Data for analysis START

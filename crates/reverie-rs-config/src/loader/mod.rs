//! Layered configuration loader.
//!
//! Discovers configuration layers (system, user, cwd, runtime), validates each
//! against the schema, deep-merges them and produces a final `ReverieConfig`.

mod layer_io;
mod merge;
mod schema;
mod utils;


use crate::{ConfigError, ReverieConfig};
use log::{debug, info};
use serde_json::Value;
use std::collections::HashSet;
use std::fs;
use std::path::{Path, PathBuf};

/// Default config filename in local layers.
const DEFAULT_CONFIG_FILE: &str = "reverie.json5";
/// Default config directory under the home directory.
const DEFAULT_CONFIG_DIR: &str = ".reverie";

#[cfg(unix)]
/// Default system config path on Unix.
const SYSTEM_CONFIG_PATH: &str = "/etc/reverie/reverie.json5";

/// Effective config plus metadata about which layers were loaded.
#[derive(Debug, Clone)]
pub struct LayeredConfig {
    /// The merged, validated config.
    pub config: ReverieConfig,
    /// Metadata for each layer that contributed to the config.
    pub layers: Vec<ConfigLayer>,
}

/// Origin for a single config layer in the stack.
#[derive(Debug, Clone, Copy, PartialEq, Eq)]
pub enum ConfigLayerSource {
    /// System-wide configuration.
    System,
    /// User-specific configuration.
    User,
    /// Current working directory configuration.
    Cwd,
    /// Runtime overrides (highest precedence).
    Runtime,
}

/// Metadata about a loaded config layer.
#[derive(Debug, Clone, PartialEq, Eq)]
pub struct ConfigLayer {
    pub source: ConfigLayerSource,
    pub path: PathBuf,
}

/// Options controlling layered config discovery and overrides.
#[derive(Debug, Clone)]
pub struct LayeredConfigOptions {
    /// Working directory used to resolve relative paths and the cwd layer.
    pub cwd: PathBuf,
    /// Optional system config path (defaults to `/etc/reverie/reverie.json5` on Unix).
    pub system_config_path: Option<PathBuf>,
    /// Optional user config path (defaults to `~/.reverie/reverie.json5`).
    pub user_config_path: Option<PathBuf>,
    /// Runtime override config paths applied last, in order.
    pub runtime_paths: Vec<PathBuf>,
}

impl LayeredConfigOptions {
    /// Create options with default layer locations for the provided cwd.
    pub fn new(cwd: impl AsRef<Path>) -> Self {
        Self {
            cwd: cwd.as_ref().to_path_buf(),
            system_config_path: layer_io::default_system_config_path(),
            user_config_path: layer_io::default_user_config_path(),
            runtime_paths: Vec::new(),
        }
    }

    /// Add a runtime override config path that is applied last.
    pub fn with_runtime_path(mut self, path: impl AsRef<Path>) -> Self {
        self.runtime_paths.push(path.as_ref().to_path_buf());
        self
    }
}

impl ReverieConfig {
    /// Load a single config from a path (no layering).
    pub fn load_from_path(path: impl AsRef<Path>) -> Result<Self, ConfigError> {
        info!("loading config from path: {}", path.as_ref().display());
        let contents = fs::read_to_string(path)?;
        let value: Value = json5::from_str(&contents)?;
        config_from_value(value, "config")
    }

    /// Load a single config from JSON5 contents (no layering).
    pub fn load_from_str(contents: &str) -> Result<Self, ConfigError> {
        debug!("loading config from raw contents (len={})", contents.len());
        let value: Value = json5::from_str(contents)?;
        config_from_value(value, "config")
    }

    /// Load a layered config stack using the default layer locations.
    pub fn load_layered(cwd: impl AsRef<Path>) -> Result<LayeredConfig, ConfigError> {
        info!(
            "loading layered config with defaults (cwd={})",
            cwd.as_ref().display()
        );
        Self::load_layered_with_options(LayeredConfigOptions::new(cwd))
    }

    /// Load a layered config stack using explicit layer locations and overrides.
    ///
    /// Layer precedence (low -> high): system, user, cwd, runtime overrides.
    /// A relative `memory.snapshot_path` is resolved against the cwd.
    pub fn load_layered_with_options(
        options: LayeredConfigOptions,
    ) -> Result<LayeredConfig, ConfigError> {
        let cwd = utils::normalize_path(&options.cwd)?;
        debug!("normalized cwd for config load: {}", cwd.display());
        let mut layers = Vec::new();
        let mut merged = Value::Object(serde_json::Map::new());
        let mut seen_paths = HashSet::new();

        let mut candidates = vec![
            (ConfigLayerSource::System, options.system_config_path, false),
            (ConfigLayerSource::User, options.user_config_path, false),
            (
                ConfigLayerSource::Cwd,
                Some(cwd.join(DEFAULT_CONFIG_FILE)),
                false,
            ),
        ];
        candidates.extend(options.runtime_paths.into_iter().map(|path| {
            (
                ConfigLayerSource::Runtime,
                Some(utils::resolve_relative(&cwd, &path)),
                true,
            )
        }));

        for (source, path, required) in candidates {
            let Some(path) = path else {
                continue;
            };
            if !required && !path.exists() {
                debug!(
                    "skipping missing layer (source={:?}, path={})",
                    source,
                    path.display()
                );
                continue;
            }
            if !seen_paths.insert(utils::unique_path(&path)) {
                debug!(
                    "skipping duplicate layer (source={:?}, path={})",
                    source,
                    path.display()
                );
                continue;
            }
            let loaded = layer_io::load_layer(source, &path)?;
            merge::merge_json_values(&mut merged, &loaded.value);
            layers.push(loaded.meta);
        }

        let mut config = config_from_value(merged, "effective")?;
        config.resolve_relative_paths(&cwd);
        info!("layered config loaded (layers={})", layers.len());
        Ok(LayeredConfig { config, layers })
    }

    /// Resolve a relative `memory.snapshot_path` against `base`.
    pub fn resolve_relative_paths(&mut self, base: impl AsRef<Path>) {
        if let Some(path) = self.memory.snapshot_path.take() {
            self.memory.snapshot_path = Some(utils::resolve_relative(base.as_ref(), &path));
        }
    }

    /// Validate configuration invariants that cannot be expressed in serde.
    pub fn validate(&self) -> Result<(), ConfigError> {
        let memory = &self.memory;
        if memory.dimensions == 0 {
            return Err(ConfigError::Invalid(
                "memory.dimensions must be positive".to_string(),
            ));
        }
        if !memory.max_importance.is_finite() || memory.max_importance <= 0.0 {
            return Err(ConfigError::Invalid(
                "memory.max_importance must be a positive number".to_string(),
            ));
        }
        if !memory.min_importance.is_finite() || memory.min_importance > memory.max_importance {
            return Err(ConfigError::Invalid(format!(
                "memory.min_importance ({}) exceeds memory.max_importance ({})",
                memory.min_importance, memory.max_importance
            )));
        }
        if !memory.decay_rate.is_finite() || memory.decay_rate < 0.0 {
            return Err(ConfigError::Invalid(
                "memory.decay_rate must be non-negative".to_string(),
            ));
        }
        if memory.overfetch_factor == 0 {
            return Err(ConfigError::Invalid(
                "memory.overfetch_factor must be at least 1".to_string(),
            ));
        }
        if memory.default_k == 0 {
            return Err(ConfigError::Invalid(
                "memory.default_k must be positive".to_string(),
            ));
        }
        let weights = &memory.weights;
        for (name, weight) in [
            ("similarity", weights.similarity),
            ("recency", weights.recency),
            ("importance", weights.importance),
        ] {
            if !weight.is_finite() || weight < 0.0 {
                return Err(ConfigError::Invalid(format!(
                    "memory.weights.{name} must be non-negative"
                )));
            }
        }
        if let Some(threshold) = memory.reflection_threshold
            && (!threshold.is_finite() || threshold <= 0.0)
        {
            return Err(ConfigError::Invalid(
                "memory.reflection_threshold must be positive".to_string(),
            ));
        }
        if self.embeddings.base_url.trim().is_empty() {
            return Err(ConfigError::Invalid(
                "embeddings.base_url must not be empty".to_string(),
            ));
        }
        if self.embeddings.timeout_secs == 0 {
            return Err(ConfigError::Invalid(
                "embeddings.timeout_secs must be positive".to_string(),
            ));
        }

        Ok(())
    }
}

/// Internal representation of a loaded config layer.
#[derive(Debug, Clone)]
struct LoadedLayer {
    meta: ConfigLayer,
    value: Value,
}

fn config_from_value(value: Value, label: &str) -> Result<ReverieConfig, ConfigError> {
    schema::validate_layer_schema(&value, label)?;
    let config: ReverieConfig = serde_json::from_value(value)?;
    config.validate()?;
    Ok(config)
}
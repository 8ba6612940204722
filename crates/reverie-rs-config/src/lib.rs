//! Configuration models and layered config loading.
//!
//! This crate owns the Reverie config schema, validation, and layer-merging
//! logic used by the SDK facade and the `reverie` CLI.

mod error;
mod loader;
mod model;

/// Public error type returned by config loading and validation APIs.
pub use error::ConfigError;
/// Layered config types and loader options.
pub use loader::{ConfigLayer, ConfigLayerSource, LayeredConfig, LayeredConfigOptions};
/// Configuration schema models.
pub use model::*;
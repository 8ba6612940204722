use async_trait::async_trait;
use chrono::{DateTime, Utc};
use parking_lot::Mutex;
use reverie_rs_memory::{MemoryError, MemoryId, MemoryRecord, MemoryStream, ScoreWeights};
use std::sync::Arc;

/// A `select` call seen by [`StubStream`].
#[derive(Debug, Clone, PartialEq)]
pub struct SelectCall {
    pub query_embedding: Vec<f32>,
    pub now: DateTime<Utc>,
    pub k: usize,
}

/// Memory stream that keeps added records in a list and answers `select`
/// with a fixed result.
#[derive(Clone, Default)]
pub struct StubStream {
    records: Arc<Mutex<Vec<MemoryRecord>>>,
    selections: Arc<Mutex<Vec<SelectCall>>>,
    select_empty_store: bool,
    select_result: Vec<MemoryRecord>,
}

impl StubStream {
    pub fn new() -> Self {
        Self::default()
    }

    pub fn with_selection(select_result: Vec<MemoryRecord>) -> Self {
        Self {
            select_result,
            ..Self::default()
        }
    }

    /// `select` fails with `EmptyStore`.
    pub fn empty() -> Self {
        Self {
            select_empty_store: true,
            ..Self::default()
        }
    }

    pub fn records(&self) -> Vec<MemoryRecord> {
        self.records.lock().clone()
    }

    pub fn selections(&self) -> Vec<SelectCall> {
        self.selections.lock().clone()
    }
}

#[async_trait]
impl MemoryStream for StubStream {
    async fn add(
        &self,
        text: String,
        embedding: Vec<f32>,
        importance: f64,
        now: DateTime<Utc>,
    ) -> Result<MemoryId, MemoryError> {
        let mut records = self.records.lock();
        let id = MemoryId(records.len() as u64 + 1);
        records.push(MemoryRecord {
            id,
            text,
            embedding,
            created_at: now,
            last_accessed_at: now,
            importance,
        });
        Ok(id)
    }

    async fn get(&self, id: MemoryId) -> Result<MemoryRecord, MemoryError> {
        self.records
            .lock()
            .iter()
            .find(|record| record.id == id)
            .cloned()
            .ok_or(MemoryError::NotFound(id))
    }

    async fn touch(&self, id: MemoryId, _now: DateTime<Utc>) -> Result<(), MemoryError> {
        self.get(id).await.map(|_| ())
    }

    async fn select(
        &self,
        query_embedding: &[f32],
        now: DateTime<Utc>,
        k: usize,
        _weights: &ScoreWeights,
    ) -> Result<Vec<MemoryRecord>, MemoryError> {
        self.selections.lock().push(SelectCall {
            query_embedding: query_embedding.to_vec(),
            now,
            k,
        });
        if self.select_empty_store {
            return Err(MemoryError::EmptyStore);
        }
        Ok(self.select_result.iter().take(k).cloned().collect())
    }

    async fn recent(&self, n: usize) -> Result<Vec<MemoryRecord>, MemoryError> {
        let mut records = self.records();
        records.sort_by(|a, b| b.created_at.cmp(&a.created_at).then(b.id.cmp(&a.id)));
        records.truncate(n);
        Ok(records)
    }
}
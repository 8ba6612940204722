//! IO helpers for reading config layers from disk.

#[cfg(unix)]
use super::SYSTEM_CONFIG_PATH;
use super::{
    ConfigLayer, ConfigLayerSource, DEFAULT_CONFIG_DIR, DEFAULT_CONFIG_FILE, LoadedLayer, schema,
};
use crate::ConfigError;
use directories::UserDirs;
use log::debug;
use serde_json::Value;
use std::fs;
use std::path::{Path, PathBuf};

/// Load and schema-check a layer from disk.
pub(super) fn load_layer(
    source: ConfigLayerSource,
    path: &Path,
) -> Result<LoadedLayer, ConfigError> {
    debug!(
        "loading config layer (source={:?}, path={})",
        source,
        path.display()
    );
    let contents = fs::read_to_string(path)?;
    let value: Value = json5::from_str(&contents)?;
    schema::validate_layer_schema(&value, &layer_label(source, path))?;
    Ok(LoadedLayer {
        meta: ConfigLayer {
            source,
            path: path.to_path_buf(),
        },
        value,
    })
}

/// Build a user-friendly label for schema validation errors.
pub(super) fn layer_label(source: ConfigLayerSource, path: &Path) -> String {
    let name = match source {
        ConfigLayerSource::System => "system",
        ConfigLayerSource::User => "user",
        ConfigLayerSource::Cwd => "cwd",
        ConfigLayerSource::Runtime => "runtime",
    };
    format!("{name}({})", path.display())
}

/// Default system config path on Unix; None elsewhere.
pub(super) fn default_system_config_path() -> Option<PathBuf> {
    #[cfg(unix)]
    {
        Some(PathBuf::from(SYSTEM_CONFIG_PATH))
    }
    #[cfg(not(unix))]
    {
        None
    }
}

/// Default user config path under the home directory.
pub(super) fn default_user_config_path() -> Option<PathBuf> {
    UserDirs::new().map(|dirs| {
        dirs.home_dir()
            .join(DEFAULT_CONFIG_DIR)
            .join(DEFAULT_CONFIG_FILE)
    })
}
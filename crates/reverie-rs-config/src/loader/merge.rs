//! JSON merge helpers for layered configuration.

use serde_json::Value;

/// Merge overlay values into the base, recursively overriding objects.
///
/// Arrays and scalars in the overlay replace the base value wholesale.
pub(super) fn merge_json_values(base: &mut Value, overlay: &Value) {
    match (base, overlay) {
        (Value::Object(base_map), Value::Object(overlay_map)) => {
            for (key, value) in overlay_map {
                match base_map.get_mut(key) {
                    Some(existing) => merge_json_values(existing, value),
                    None => {
                        base_map.insert(key.clone(), value.clone());
                    }
                }
            }
        }
        (base_slot, overlay_value) => {
            *base_slot = overlay_value.clone();
        }
    }
}

#[cfg(test)]
mod tests {
    use super::merge_json_values;
    use pretty_assertions::assert_eq;
    use serde_json::json;

    #[test]
    fn nested_objects_merge_key_by_key() {
        let mut base = json!({ "memory": { "dimensions": 384, "weights": { "recency": 1.0 } } });
        let overlay = json!({ "memory": { "weights": { "importance": 2.0 } } });
        merge_json_values(&mut base, &overlay);
        assert_eq!(
            base,
            json!({
                "memory": {
                    "dimensions": 384,
                    "weights": { "recency": 1.0, "importance": 2.0 }
                }
            })
        );
    }

    #[test]
    fn null_overlay_clears_value() {
        let mut base = json!({ "memory": { "reflection_threshold": 20.0 } });
        merge_json_values(&mut base, &json!({ "memory": { "reflection_threshold": null } }));
        assert_eq!(base, json!({ "memory": { "reflection_threshold": null } }));
    }
}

Data for analysis END

-- Task description --
If a line contains the word "impl", it counts; please state how many such lines the records above have, and nothing more.

-- Exercise output --
9